In the pursuit of realising a smarter, safer, and more sustainable world built on the back of a trustworthy and reliable ecosystem of innovation, these are the technologies and insights that will continue to transform security in 2022 and beyond.
The impact of the Covid-19 pandemic continues to be felt in multiple ways. We see its physical manifestation in the challenges to supply chains, with global manufacturing brought to a near standstill and companies having to re-evaluate where and how they source key components and equipment for their respective products and services. We also see it in deployed technology – how intelligent solutions in video and monitoring are used to enforce social distancing and implement public health strategies.
A global shortage of semiconductors has also seen companies explore in-house manufacturing and the potential of system on a chip (SoC) for relevant sectors. While this may be a very specific trend, combined with the substantial shifts caused by the pandemic, more businesses will consider SoCs for their security solutions going forward.
Sustainability is no longer just a trend, nor should it be deemed as such. With a global focus and push towards environmentally friendly principles and practices, exemplified by initiatives such as the UN Sustainable Development Goals towards industry, human settlements, and consumption and production, a business must exhibit sustainability in its offerings and examine new possibilities through a sustainable lens.
Companies must pay closer attention to their processes from end to end. They need to scrutinise their products and services in terms of sustainability factors, such as power efficiency, building materials, and ethical deployments. These discussions are already taking place at events like Expo 2020, where the conversations have taken on a more forward-thinking position, and real progress is being made for long-term impact. More conversations like this need to be had, and it’s up to companies to facilitate them.
We don’t always think of scepticism as a positive trait, but in relation to cybersecurity it can be a prudent one. In a highly connected world with an increasing number of interconnected systems, comprehensive security strategies must ensure that if one area is compromised, the rest of the system won't collapse.
A trend that’s emerged from taking a sceptical eye towards technology is zero trust networks. Built on the fundamental assumption that no device or entity connected to a network can be trusted, the deployment of these architectural setups is likely to accelerate and become the default approach. In turn, this will dramatically impact video surveillance in the form of encryption, identification, and hardware and software maintenance. Covid-19 has also played a role in forming this approach, as remote working solutions call for more connected devices in a wider context.
This high-impact technology conference at Expo 2020 further unpacks cybersecurity as the cornerstone of trust.
What is commonly used as a buzzword for the next era of internet connectivity is starting to see real-world applications. With 5G networks projected to cover one-third of the world’s population by 2025, this technology is starting to make its way into the security and network video surveillance sectors, hinting at it being more than just a trend.
A specific 5G-related trend that is likely to grow in leaps and bounds is the deployment of private 5G networks – wireless networks that use 5G-enabled technology and dedicated bandwidth to serve as a closed solution for a company. They are faster than public networks, more reliable, and offer an ideal situation for specific industries. These networks also present security benefits which, when applied to the sector, could potentially streamline and improve solutions of varying size. This specific manifestation of technology is one to watch out for.
No trends piece for the next decade would be complete without mentioning artificial intelligence (AI). In the case of security and surveillance, this ranges from image quality and analytics to camera configuration and performance. By taking a simple process and applying AI to it, you optimise that process to its full potential.

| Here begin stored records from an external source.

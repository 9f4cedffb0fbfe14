//! Request body validation.
//!
//! Wire DTOs keep every field optional so that a bad body yields one error per
//! field instead of a single deserialization failure. Each DTO implements
//! [`Validate`], turning itself into a typed input, and handlers receive that
//! typed input through the [`Valid`] extractor. Integer path ids go through
//! [`PathId`] so a malformed id is reported the same way.

use axum::extract::rejection::JsonRejection;
use axum::extract::{FromRequest, FromRequestParts, Path, Request};
use axum::http::request::Parts;
use axum::Json;
use chrono::{DateTime, NaiveDate, Utc};
use serde::de::DeserializeOwned;
use serde::{Deserialize, Serialize};
use serde_json::Value;
use utoipa::ToSchema;

use crate::error::AppError;

#[derive(Debug, Clone, PartialEq, Eq, Serialize, Deserialize, ToSchema)]
pub struct FieldError {
    pub field: String,
    pub message: String,
}

#[derive(Debug, Default)]
pub struct FieldErrors(Vec<FieldError>);

impl FieldErrors {
    pub fn new() -> Self {
        Self::default()
    }

    pub fn push(&mut self, field: &str, message: impl Into<String>) {
        self.0.push(FieldError {
            field: field.to_string(),
            message: message.into(),
        });
    }

    pub fn is_empty(&self) -> bool {
        self.0.is_empty()
    }

    pub fn into_inner(self) -> Vec<FieldError> {
        self.0
    }

    /// Hands back `value` when nothing was recorded.
    pub fn finish<T>(self, value: T) -> Result<T, FieldErrors> {
        if self.is_empty() {
            Ok(value)
        } else {
            Err(self)
        }
    }

    pub fn required_text(&mut self, field: &str, value: Option<String>) -> String {
        match trimmed(value) {
            Some(text) => text,
            None => {
                self.push(field, "Required");
                String::new()
            }
        }
    }

    /// Absent is fine, present-but-blank is not.
    pub fn non_blank(&mut self, field: &str, value: Option<String>) -> Option<String> {
        let present = value.is_some();
        let text = trimmed(value);
        if present && text.is_none() {
            self.push(field, "Must not be empty");
        }
        text
    }

    pub fn required_int(&mut self, field: &str, value: Option<LenientInt>) -> i32 {
        match value {
            Some(value) => self.positive(field, &value).unwrap_or_default(),
            None => {
                self.push(field, "Required");
                0
            }
        }
    }

    pub fn optional_int(&mut self, field: &str, value: Option<LenientInt>) -> Option<i32> {
        value.and_then(|value| self.positive(field, &value))
    }

    pub fn required_date(&mut self, field: &str, value: Option<String>) -> Option<DateTime<Utc>> {
        match trimmed(value) {
            Some(raw) => self.date(field, &raw),
            None => {
                self.push(field, "Required");
                None
            }
        }
    }

    pub fn optional_date(&mut self, field: &str, value: Option<String>) -> Option<DateTime<Utc>> {
        trimmed(value).and_then(|raw| self.date(field, &raw))
    }

    pub fn email(&mut self, field: &str, value: Option<String>, required: bool) -> Option<String> {
        let Some(email) = trimmed(value) else {
            if required {
                self.push(field, "Required");
            }
            return None;
        };
        if !looks_like_email(&email) {
            self.push(field, "Invalid email");
            return None;
        }
        Some(email)
    }

    fn positive(&mut self, field: &str, value: &LenientInt) -> Option<i32> {
        match value.as_i64() {
            Some(number) if number > 0 && number <= i64::from(i32::MAX) => Some(number as i32),
            Some(_) => {
                self.push(field, "Must be a positive integer");
                None
            }
            None => {
                self.push(field, "Expected integer");
                None
            }
        }
    }

    fn date(&mut self, field: &str, raw: &str) -> Option<DateTime<Utc>> {
        let parsed = parse_date(raw);
        if parsed.is_none() {
            self.push(field, "Invalid date");
        }
        parsed
    }
}

/// Blank strings count as absent.
pub fn trimmed(value: Option<String>) -> Option<String> {
    value
        .map(|text| text.trim().to_string())
        .filter(|text| !text.is_empty())
}

/// Accepts RFC 3339 timestamps and bare `YYYY-MM-DD` dates (midnight UTC).
pub fn parse_date(raw: &str) -> Option<DateTime<Utc>> {
    if let Ok(timestamp) = DateTime::parse_from_rfc3339(raw) {
        return Some(timestamp.with_timezone(&Utc));
    }
    NaiveDate::parse_from_str(raw, "%Y-%m-%d")
        .ok()
        .and_then(|date| date.and_hms_opt(0, 0, 0))
        .map(|naive| naive.and_utc())
}

fn looks_like_email(email: &str) -> bool {
    let Some((local, domain)) = email.split_once('@') else {
        return false;
    };
    !local.is_empty()
        && !domain.starts_with('.')
        && domain.contains('.')
        && !domain.ends_with('.')
        && !email.contains(char::is_whitespace)
}

/// Integer taken from a JSON number or a numeric string (form inputs send both).
#[derive(Debug, Clone, PartialEq, Deserialize)]
#[serde(transparent)]
pub struct LenientInt(Value);

impl LenientInt {
    pub fn as_i64(&self) -> Option<i64> {
        match &self.0 {
            Value::Number(number) => number.as_i64().or_else(|| {
                number
                    .as_f64()
                    .filter(|float| float.fract() == 0.0)
                    .map(|float| float as i64)
            }),
            Value::String(text) => text.trim().parse().ok(),
            _ => None,
        }
    }
}

impl From<i64> for LenientInt {
    fn from(value: i64) -> Self {
        LenientInt(Value::from(value))
    }
}

/// Same wire body as `T`, validated with update semantics (every field optional).
#[derive(Debug, Deserialize)]
#[serde(transparent)]
pub struct Patch<T>(pub T);

pub trait Validate {
    type Output;

    fn validate(self) -> Result<Self::Output, FieldErrors>;
}

/// JSON body extractor that runs [`Validate`] and yields the typed input.
pub struct Valid<T: Validate>(pub T::Output);

impl<S, T> FromRequest<S> for Valid<T>
where
    T: Validate + DeserializeOwned + Send,
    T::Output: Send,
    S: Send + Sync,
{
    type Rejection = AppError;

    async fn from_request(req: Request, state: &S) -> Result<Self, Self::Rejection> {
        let Json(payload) = Json::<T>::from_request(req, state)
            .await
            .map_err(|rejection| match rejection {
                JsonRejection::JsonDataError(_) | JsonRejection::JsonSyntaxError(_) => {
                    let mut errors = FieldErrors::new();
                    errors.push("body", rejection.body_text());
                    AppError::from(errors)
                }
                // Missing content type, oversized body: keep axum's status.
                other => AppError::Rejected(other.status(), other.body_text()),
            })?;

        payload.validate().map(Valid).map_err(AppError::from)
    }
}

/// The `{id}` segment of a route, as a positive integer.
pub struct PathId(pub i32);

impl<S> FromRequestParts<S> for PathId
where
    S: Send + Sync,
{
    type Rejection = AppError;

    async fn from_request_parts(parts: &mut Parts, state: &S) -> Result<Self, Self::Rejection> {
        let mut errors = FieldErrors::new();
        match Path::<i64>::from_request_parts(parts, state).await {
            Ok(Path(id)) if id > 0 && id <= i64::from(i32::MAX) => return Ok(PathId(id as i32)),
            Ok(_) => errors.push("id", "Must be a positive integer"),
            Err(_) => errors.push("id", "Expected integer"),
        }
        Err(AppError::from(errors))
    }
}

#[cfg(test)]
mod tests {
    use super::*;

    #[test]
    fn lenient_int_accepts_numbers_and_numeric_strings() {
        let from_number: LenientInt = serde_json::from_str("8").unwrap();
        let from_text: LenientInt = serde_json::from_str("\" 16 \"").unwrap();
        let from_float: LenientInt = serde_json::from_str("4.0").unwrap();
        let garbage: LenientInt = serde_json::from_str("\"lots\"").unwrap();

        assert_eq!(from_number.as_i64(), Some(8));
        assert_eq!(from_text.as_i64(), Some(16));
        assert_eq!(from_float.as_i64(), Some(4));
        assert_eq!(garbage.as_i64(), None);
    }

    #[test]
    fn collects_one_error_per_bad_field() {
        let mut errors = FieldErrors::new();
        errors.required_text("namaSistem", Some("   ".into()));
        errors.required_int("kebutuhanCPU", Some(LenientInt::from(0)));
        errors.required_int("kebutuhanRAM", None);
        errors.optional_int("port", Some(LenientInt::from(8080)));

        let fields: Vec<String> = errors.into_inner().into_iter().map(|e| e.field).collect();
        assert_eq!(fields, vec!["namaSistem", "kebutuhanCPU", "kebutuhanRAM"]);
    }

    #[test]
    fn parses_plain_dates_and_timestamps() {
        let day = parse_date("2025-03-01").unwrap();
        assert_eq!(day.to_rfc3339(), "2025-03-01T00:00:00+00:00");

        let stamp = parse_date("2025-03-01T10:30:00+07:00").unwrap();
        assert_eq!(stamp.to_rfc3339(), "2025-03-01T03:30:00+00:00");

        assert!(parse_date("01/03/2025").is_none());
    }

    #[test]
    fn email_validation_is_shallow_but_strict_on_shape() {
        let mut errors = FieldErrors::new();
        assert_eq!(
            errors.email("email", Some("dekan@demo.com".into()), true),
            Some("dekan@demo.com".to_string())
        );
        assert_eq!(errors.email("email", Some("not-an-email".into()), true), None);
        assert_eq!(errors.email("email", None, false), None);
        assert_eq!(errors.into_inner().len(), 1);
    }
}
use std::sync::Arc;

use anyhow::Context;
use sqlx::PgPool;
use tokio::net::TcpListener;
use tokio::signal;
use tracing::{info, warn};
use tracing_appender::non_blocking::WorkerGuard;
use tracing_subscriber::{fmt, layer::SubscriberExt, util::SubscriberInitExt, EnvFilter};

use server_provisioning::db::{pool, seed, PgStore};
use server_provisioning::{api, AppState, Config};

const DEFAULT_LOG_FILTER: &str = "info,tower_http=info,sqlx=warn";

/// Console plus a daily rolling file in `log_dir`. The guard must outlive the server.
fn init_tracing(config: &Config) -> anyhow::Result<WorkerGuard> {
    std::fs::create_dir_all(&config.log_dir)
        .with_context(|| format!("failed to create log directory {}", config.log_dir.display()))?;

    let file_appender = tracing_appender::rolling::daily(&config.log_dir, "server-provisioning.log");
    let (non_blocking, guard) = tracing_appender::non_blocking(file_appender);

    let filter = EnvFilter::try_from_default_env().unwrap_or_else(|_| EnvFilter::new(DEFAULT_LOG_FILTER));

    tracing_subscriber::registry()
        .with(filter)
        .with(fmt::layer().with_target(true))
        .with(fmt::layer().with_ansi(false).with_writer(non_blocking))
        .init();

    Ok(guard)
}

#[tokio::main]
async fn main() -> anyhow::Result<()> {
    let config = Config::from_env()?;
    let _guard = init_tracing(&config)?;

    let pool = pool::connect(&config).await?;
    info!("✅ Connected to the database");

    let store = Arc::new(PgStore::new(pool.clone()));
    let state = AppState::new(store, config);

    if state.config.seed_demo_users {
        let created = seed::seed_demo_users(state.store.as_ref(), &state.credentials)
            .await
            .context("failed to seed demo users")?;
        info!("🌱 Seeded {} demo users", created);
    }

    let addr = state.config.bind_addr;
    let app = api::app(state);

    let listener = TcpListener::bind(addr)
        .await
        .with_context(|| format!("failed to bind {addr}"))?;
    info!("🚀 Server running at http://{}", addr);

    axum::serve(listener, app)
        .with_graceful_shutdown(shutdown_signal(pool))
        .await
        .context("server encountered an error")?;

    info!("✅ Shutdown complete.");
    Ok(())
}

async fn shutdown_signal(pool: PgPool) {
    let ctrl_c = async {
        if let Err(e) = signal::ctrl_c().await {
            warn!("⚠️ Failed to listen for Ctrl+C: {}", e);
        }
    };

    #[cfg(unix)]
    let terminate = async {
        match signal::unix::signal(signal::unix::SignalKind::terminate()) {
            Ok(mut sigterm) => {
                sigterm.recv().await;
            }
            Err(e) => {
                warn!("⚠️ Failed to listen for SIGTERM: {}", e);
                std::future::pending::<()>().await;
            }
        }
    };

    #[cfg(not(unix))]
    let terminate = std::future::pending::<()>();

    tokio::select! {
        _ = ctrl_c => info!("Received Ctrl+C, shutting down..."),
        _ = terminate => info!("Received SIGTERM, shutting down..."),
    }

    info!("🛠️ Closing database pool...");
    pool.close().await;
    info!("✅ Database pool closed.");
}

With more widespread use comes the need for regulation, specifically for the applications of AI. The solution is legislation on multiple levels of governance, ensuring AI is being used ethically and without bias. With a common agreement on local, regional, and international levels, we will be able to lay the foundation for the next industrial revolution and the growth of other technological trends, most notably smart cities.
With the question of trust and increased scrutiny in cybersecurity, authenticity is becoming the next big hurdle in the age of data manipulation. This is valid for both hardware networks and video surveillance itself. How can you trust surveillance when you assign no value to its authenticity?
Deepfake technology is a growing threat. With improved methods of manipulating and altering images and videos, the authenticity of captured real-world events and people is compromised. This is not a problem exclusive to the security sector, but it is one that requires comprehensive solutions to overcome, such as applying digital signatures and verifying the source of data to specific hardware. The application of AI also shows promise in being able to detect when manipulation has occurred. Regardless, this is a challenge that multiple sectors have to contend with and work harder to combat.
All these trends factor into the need for businesses and other entities to rethink their security solutions for 2022 and beyond. With a focused and driven approach and by embracing the technology of the future, today's challenges can be met head-on.